The three other heirlooms I planted grew well early in the season and set fruit, but then slowed down. I wonder if I didn’t fertilize them enough or if it was the hot weather. The Cherokee Purple did show signs of late blight very early (and it was a Bonnie Plant, since I couldn’t find a locally grown plant). The first fruit was badly cat-faced and the others cracked badly. But I really like Cherokee Purple and will plant it again for the few slicers I do get. Big Rainbow and Pineapple were great tasting tomatoes, just wish I got a few more.


  1. I think fertilising is key. Whenever my tomato crops haven't done too well it is due to lack of food more than anything else. I didn't have much luck with my Black Krim last year either but I am trying again this year (with a new seed supplier) and it looks like its setting some fruit - we shall see...

    1. I think you are right, Liz. This was my first time with tomatoes in raised beds rather than in the ground.
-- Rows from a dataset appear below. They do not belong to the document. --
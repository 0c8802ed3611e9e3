//! Backtest of the consolidation signal against synthetic histories.
//!
//! Builds series with planted consolidations followed by a breakout (or a
//! fizzle), then runs the full pipeline: analyzer → pattern extraction →
//! report → threshold sweep.

use std::sync::Arc;

use chrono::{Days, NaiveDate};

use breakout_watch::config::{BacktestConfig, EngineConfig};
use breakout_watch::engine::backtest::{run_sweep, Backtester, OutcomeStatus};
use breakout_watch::feeds::history::SymbolHistory;
use breakout_watch::models::alert::AlertKind;
use breakout_watch::models::analysis::BreakoutProbability;
use breakout_watch::models::bar::PriceBar;

// ---------------------------------------------------------------------------
// Helpers
// ---------------------------------------------------------------------------

/// 20 widening bars, `quiet` narrow bars, then a drift of `move_pct` over 12 bars.
///
/// The final quiet bar carries a 3x volume burst so the pattern ends HIGH.
/// Drift bars hang below their close, so only the drift itself lifts the highs.
fn planted(symbol: &str, quiet: usize, move_pct: f64) -> SymbolHistory {
    let start = NaiveDate::from_ymd_opt(2023, 6, 1).unwrap();
    let mut bars = Vec::new();
    let mut push = |close: f64, above: f64, below: f64, volume: u64| {
        let i = bars.len();
        bars.push(PriceBar {
            symbol: symbol.into(),
            date: start + Days::new(i as u64),
            open: close,
            high: close + above,
            low: close - below,
            close,
            volume,
        });
    };

    for i in 0..20 {
        let half = (3.0 + 0.1 * i as f64) / 2.0;
        push(100.0, half, half, 100_000);
    }
    for q in 0..quiet {
        let volume = if q + 1 == quiet { 300_000 } else { 100_000 };
        push(100.0, 0.5, 0.5, volume);
    }
    // A 6-point range ends the consolidation on the first drift bar
    for step in 1..=12 {
        let close = 100.0 * (1.0 + move_pct / 100.0 * step as f64 / 12.0);
        push(close, 0.5, 5.5, 100_000);
    }

    SymbolHistory {
        symbol: symbol.into(),
        bars,
    }
}

fn universe() -> Vec<SymbolHistory> {
    vec![
        planted("BRK1", 6, 8.0),
        planted("BRK2", 8, 6.0),
        planted("FIZZ", 6, -4.0),
    ]
}

// ---------------------------------------------------------------------------
// Tests
// ---------------------------------------------------------------------------

#[test]
fn test_planted_patterns_are_found() {
    let report = Backtester::new(EngineConfig::default(), BacktestConfig::default()).run(&universe());

    assert_eq!(report.symbols, 3);
    assert_eq!(report.total_patterns, 3);
    for pattern in &report.patterns {
        assert_eq!(pattern.probability, BreakoutProbability::High, "{}", pattern.symbol);
        assert!(pattern.is_evaluated());
    }

    let by_symbol = |s: &str| report.patterns.iter().find(|p| p.symbol == s).unwrap();
    assert_eq!(by_symbol("BRK1").status, OutcomeStatus::Breakout);
    assert_eq!(by_symbol("BRK2").status, OutcomeStatus::Breakout);
    assert_eq!(by_symbol("FIZZ").status, OutcomeStatus::NoBreakout);
    assert_eq!(by_symbol("BRK1").peak_tight_days, 6);
    assert_eq!(by_symbol("BRK2").peak_tight_days, 8);

    let high = &report.by_probability[&BreakoutProbability::High];
    assert_eq!(high.total, 3);
    assert_eq!(high.breakouts, 2);
    let accuracy = report.high_accuracy_pct().unwrap();
    assert!((accuracy - 200.0 / 3.0).abs() < 1e-9);
    assert!(report.gain_std_dev_pct.unwrap() > 0.0);
}

#[test]
fn test_report_serializes() {
    let report = Backtester::new(EngineConfig::default(), BacktestConfig::default()).run(&universe());
    let json = serde_json::to_value(&report).unwrap();
    assert_eq!(json["total_patterns"], 3);
    assert_eq!(json["by_probability"]["HIGH"]["breakouts"], 2);
    assert!(json["patterns"][0]["status"].is_string());
}

#[test]
fn test_higher_breakout_bar_lowers_accuracy() {
    let strict = BacktestConfig {
        breakout_threshold_pct: 4.0,
        ..BacktestConfig::default()
    };
    let report = Backtester::new(EngineConfig::default(), strict).run(&universe());
    // Only the 8% drift clears 4% within ten bars
    assert_eq!(report.overall.breakouts, 1);
}

#[test]
fn test_fizzle_is_a_breakdown() {
    let report = Backtester::new(EngineConfig::default(), BacktestConfig::default()).run(&universe());
    let by_symbol = |s: &str| report.patterns.iter().find(|p| p.symbol == s).unwrap();

    // Lowest low ten bars out: 100 * (1 - 0.04 * 7/12) - 5.5
    let fizz = by_symbol("FIZZ");
    assert!((fizz.max_loss_pct.unwrap() + 7.0 + 5.0 / 6.0).abs() < 1e-9);
    assert!(fizz.breakdown);

    // Dipping first does not turn a breakout into a breakdown
    let brk1 = by_symbol("BRK1");
    assert!(brk1.max_loss_pct.unwrap() < -2.0);
    assert!(!brk1.breakdown);
}

#[test]
fn test_alert_performance() {
    let report = Backtester::new(EngineConfig::default(), BacktestConfig::default()).run(&universe());
    let alerts = &report.alerts;

    // One consolidation start and one HIGH per symbol
    assert_eq!(alerts.total_alerts, 6);
    assert_eq!(alerts.by_kind[&AlertKind::ConsolidationStart].total, 3);
    assert_eq!(alerts.by_kind[&AlertKind::BreakoutReady].total, 3);
    assert_eq!((alerts.breakouts, alerts.non_breakouts, alerts.pending), (4, 2, 0));
    assert_eq!(alerts.breakdowns, 2);
    assert!((alerts.win_rate_pct.unwrap() - 200.0 / 3.0).abs() < 1e-9);

    // BRK1 from its HIGH bar: 100 * (1 + 0.08 * 10/12) + 0.5
    assert!((alerts.best_gain_pct.unwrap() - (7.0 + 1.0 / 6.0)).abs() < 1e-9);
    // FIZZ from its HIGH bar: 100 * (1 - 0.04 * 10/12) - 5.5
    assert!((alerts.worst_loss_pct.unwrap() + 8.0 + 5.0 / 6.0).abs() < 1e-9);

    let fizz = &alerts.by_symbol["FIZZ"];
    assert_eq!((fizz.total, fizz.breakouts), (2, 0));
    assert!(fizz.avg_move_pct.unwrap() < 0.0);
    assert_eq!(alerts.by_symbol["BRK1"].breakouts, 2);

    let json = serde_json::to_value(&report).unwrap();
    assert_eq!(json["alerts"]["by_kind"]["BREAKOUT_READY"]["total"], 3);
}

#[tokio::test]
async fn test_threshold_sweep() {
    let configs: Vec<EngineConfig> = (2..=9).map(|d| EngineConfig::default().with_threshold_days(d)).collect();
    let reports = run_sweep(Arc::new(universe()), configs, BacktestConfig::default()).await;
    let totals: Vec<usize> = reports.iter().map(|r| r.as_ref().unwrap().total_patterns).collect();

    // BRK1 and FIZZ reach 6 tight days, BRK2 reaches 8
    assert_eq!(totals, vec![3, 3, 3, 3, 3, 1, 1, 0]);
}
Mid-season fertilizing has got to be more important with the limited volume of soil available to the plants. Next year! Don't think Black Krim is in the plans, though.

  2. So many things can bring tomato production to a halt. Fertilizing them may have been helpful but I suspect the onset of fungal diseases probably was more likely the culprit. I fight that every year in my garden because we grow in a region that is damp and cool for much of the early summer months. Not good for heat lovers and definitely a breeding ground for bacteria, molds, and fungus. Over the years, I have been getting down to a short list of tomatoes that seem to at least have a fighting chance in our region. Not very sexy or exciting of a list though but necessary due to the constraints of my growing environment.

    1. Well it was definitely a bad year for disease, with a mild winter and hot, humid weather. My beds were brand new so soil-borne disease probably wasn't the problem. Lots of blight, early and late, however. Oh well, the seed catalogs are therapy for all that. Time to plan for next year.